*** Source material ***

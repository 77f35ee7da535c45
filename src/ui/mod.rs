//! UI-Komponenten: Toolbar, Eigenschaften-Panel, Status-Bar, Input-Handling.

/// UI-Layer mit egui
///
/// Jede Komponente liest den AppState und gibt `AppIntent`s zurück,
/// mutiert wird ausschließlich im Controller. Ausnahme sind die
/// Formularfelder im `UiState`.
pub mod input;
mod keyboard;
pub mod properties;
pub mod status;
pub mod toolbar;

pub use input::InputState;
pub use properties::render_properties_panel;
pub use status::render_status_bar;
pub use toolbar::render_toolbar;
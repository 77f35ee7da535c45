//! HTTP/JSON-Anbindung an den Zonen-Service.

use super::{CreateZoneRequest, ZoneBackend, ZoneListing};
use crate::core::{ZoneRecord, ZoneType};
use anyhow::Context;
use reqwest::blocking::{Client, Response};
use reqwest::Url;
use std::time::Duration;

/// Zonen-Backend über HTTP (`list_zones`, `create_zone`, `edit_zone`, …).
pub struct HttpZoneBackend {
    client: Client,
    base_url: Url,
}

impl HttpZoneBackend {
    const TIMEOUT: Duration = Duration::from_secs(30);

    /// Erstellt das Backend für eine Basis-URL.
    ///
    /// Eine ungültige URL ist ein Konfigurationsfehler und bricht den Start ab.
    pub fn new(base_url: &str) -> anyhow::Result<Self> {
        let base_url = Self::parse_base_url(base_url)?;
        let client = Client::builder()
            .timeout(Self::TIMEOUT)
            .build()
            .context("HTTP-Client konnte nicht erstellt werden")?;
        Ok(Self { client, base_url })
    }

    /// Prüft und normalisiert die Basis-URL (abschließender `/` für `Url::join`).
    pub fn parse_base_url(base_url: &str) -> anyhow::Result<Url> {
        let mut url =
            Url::parse(base_url).with_context(|| format!("Ungültige Backend-URL: {base_url}"))?;
        if url.cannot_be_a_base() {
            anyhow::bail!("Backend-URL kann keine Basis sein: {base_url}");
        }
        if !url.path().ends_with('/') {
            let path = format!("{}/", url.path());
            url.set_path(&path);
        }
        Ok(url)
    }

    /// Verwendete Basis-URL.
    pub fn base_url(&self) -> &Url {
        &self.base_url
    }

    fn endpoint(&self, path: &str) -> anyhow::Result<Url> {
        self.base_url
            .join(path)
            .with_context(|| format!("Endpunkt {path} nicht auflösbar"))
    }

    /// Wandelt Nicht-2xx-Antworten in Fehler mit Server-Meldung um.
    fn check(response: Response, what: &str) -> anyhow::Result<Response> {
        let status = response.status();
        if status.is_success() {
            return Ok(response);
        }
        let body = response.text().unwrap_or_default();
        anyhow::bail!("{what} fehlgeschlagen ({status}): {}", server_message(&body))
    }
}

/// Extrahiert `detail.message` aus einer Fehlerantwort, sonst den Rohtext.
fn server_message(body: &str) -> String {
    serde_json::from_str::<serde_json::Value>(body)
        .ok()
        .and_then(|value| {
            value
                .pointer("/detail/message")
                .or_else(|| value.get("detail"))
                .and_then(|v| v.as_str().map(str::to_owned))
        })
        .unwrap_or_else(|| body.trim().to_string())
}

impl ZoneBackend for HttpZoneBackend {
    fn list_zones(&self) -> anyhow::Result<Vec<ZoneRecord>> {
        let response = self
            .client
            .get(self.endpoint("list_zones")?)
            .send()
            .context("list_zones nicht erreichbar")?;
        let listing: ZoneListing = Self::check(response, "list_zones")?
            .json()
            .context("list_zones: Antwort nicht lesbar")?;
        Ok(listing.into_records())
    }

    fn create_zone(&self, request: &CreateZoneRequest) -> anyhow::Result<ZoneRecord> {
        let response = self
            .client
            .post(self.endpoint("create_zone")?)
            .json(request)
            .send()
            .context("create_zone nicht erreichbar")?;
        Self::check(response, "create_zone")?
            .json()
            .context("create_zone: Antwort nicht lesbar")
    }

    fn edit_zone(
        &self,
        zone_id: &str,
        zone_name: &str,
        zone_type: ZoneType,
    ) -> anyhow::Result<ZoneRecord> {
        let response = self
            .client
            .put(self.endpoint("edit_zone")?)
            .query(&[
                ("zone_id", zone_id),
                ("zone_name", zone_name),
                ("zone_type", zone_type.as_str()),
            ])
            .send()
            .context("edit_zone nicht erreichbar")?;
        Self::check(response, "edit_zone")?
            .json()
            .context("edit_zone: Antwort nicht lesbar")
    }

    fn delete_zone(&self, zone_id: &str) -> anyhow::Result<()> {
        let response = self
            .client
            .delete(self.endpoint("delete_zone")?)
            .query(&[("zone_id", zone_id)])
            .send()
            .context("delete_zone nicht erreichbar")?;
        Self::check(response, "delete_zone")?;
        Ok(())
    }

    fn refresh_zone(&self, zone_id: &str) -> anyhow::Result<ZoneRecord> {
        let response = self
            .client
            .put(self.endpoint("refresh_zone")?)
            .query(&[("zone_id", zone_id)])
            .send()
            .context("refresh_zone nicht erreichbar")?;
        Self::check(response, "refresh_zone")?
            .json()
            .context("refresh_zone: Antwort nicht lesbar")
    }
}

#[cfg(test)]
mod tests {
    use super::*;

    #[test]
    fn test_base_url_gets_trailing_slash() {
        let url = HttpZoneBackend::parse_base_url("http://localhost:8001/api").expect("gültig");
        assert_eq!(url.as_str(), "http://localhost:8001/api/");
        assert_eq!(
            url.join("list_zones").expect("join").as_str(),
            "http://localhost:8001/api/list_zones"
        );
    }

    #[test]
    fn test_invalid_base_url_is_rejected() {
        assert!(HttpZoneBackend::parse_base_url("not a url").is_err());
        assert!(HttpZoneBackend::parse_base_url("mailto:zones@example.com").is_err());
    }

    #[test]
    fn test_server_message_prefers_detail() {
        assert_eq!(
            server_message(r#"{"detail": {"status": "error", "message": "Zone not found"}}"#),
            "Zone not found"
        );
        assert_eq!(server_message(r#"{"detail": "Not Found"}"#), "Not Found");
        assert_eq!(server_message("bad gateway\n"), "bad gateway");
    }
}
//! Toolbar für die Auswahl des Interaktionsmodus.

use crate::app::{AppIntent, AppState, InteractionMode};

/// Rendert die Toolbar und gibt erzeugte Events zurück.
pub fn render_toolbar(ctx: &egui::Context, state: &AppState) -> Vec<AppIntent> {
    let mut events = Vec::new();
    let active = state.mode;

    egui::TopBottomPanel::top("toolbar").show(ctx, |ui| {
        ui.horizontal(|ui| {
            ui.label("Mode:");
            ui.separator();

            for (mode, shortcut) in [
                (InteractionMode::CreatingZone, "Z"),
                (InteractionMode::CreatingPosition, "P"),
                (InteractionMode::CreatingMeasurement, "M"),
            ] {
                let button = egui::Button::new(format!("{} ({})", mode.label(), shortcut))
                    .selected(active == mode);
                if ui.add(button).clicked() {
                    events.push(AppIntent::CreationModeToggled { mode });
                }
            }

            ui.separator();

            if ui.button("⟳ Reload zones (R)").clicked() {
                events.push(AppIntent::ZonesReloadRequested);
            }

            if let Some(status) = state.gesture_status() {
                ui.separator();
                ui.label(status);
                if ui.button("Cancel (Esc)").clicked() {
                    events.push(AppIntent::CancelModeRequested);
                }
            }

            ui.with_layout(egui::Layout::right_to_left(egui::Align::Center), |ui| {
                if ui.button("Exit").clicked() {
                    events.push(AppIntent::ExitRequested);
                }
            });
        });
    });

    events
}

***

Work required: When a line among the entries contains "crate", pull that line out.

Solution to the problem:
use crate::core::{ZoneRecord, ZoneType};
use crate::app::{AppIntent, AppState, InteractionMode};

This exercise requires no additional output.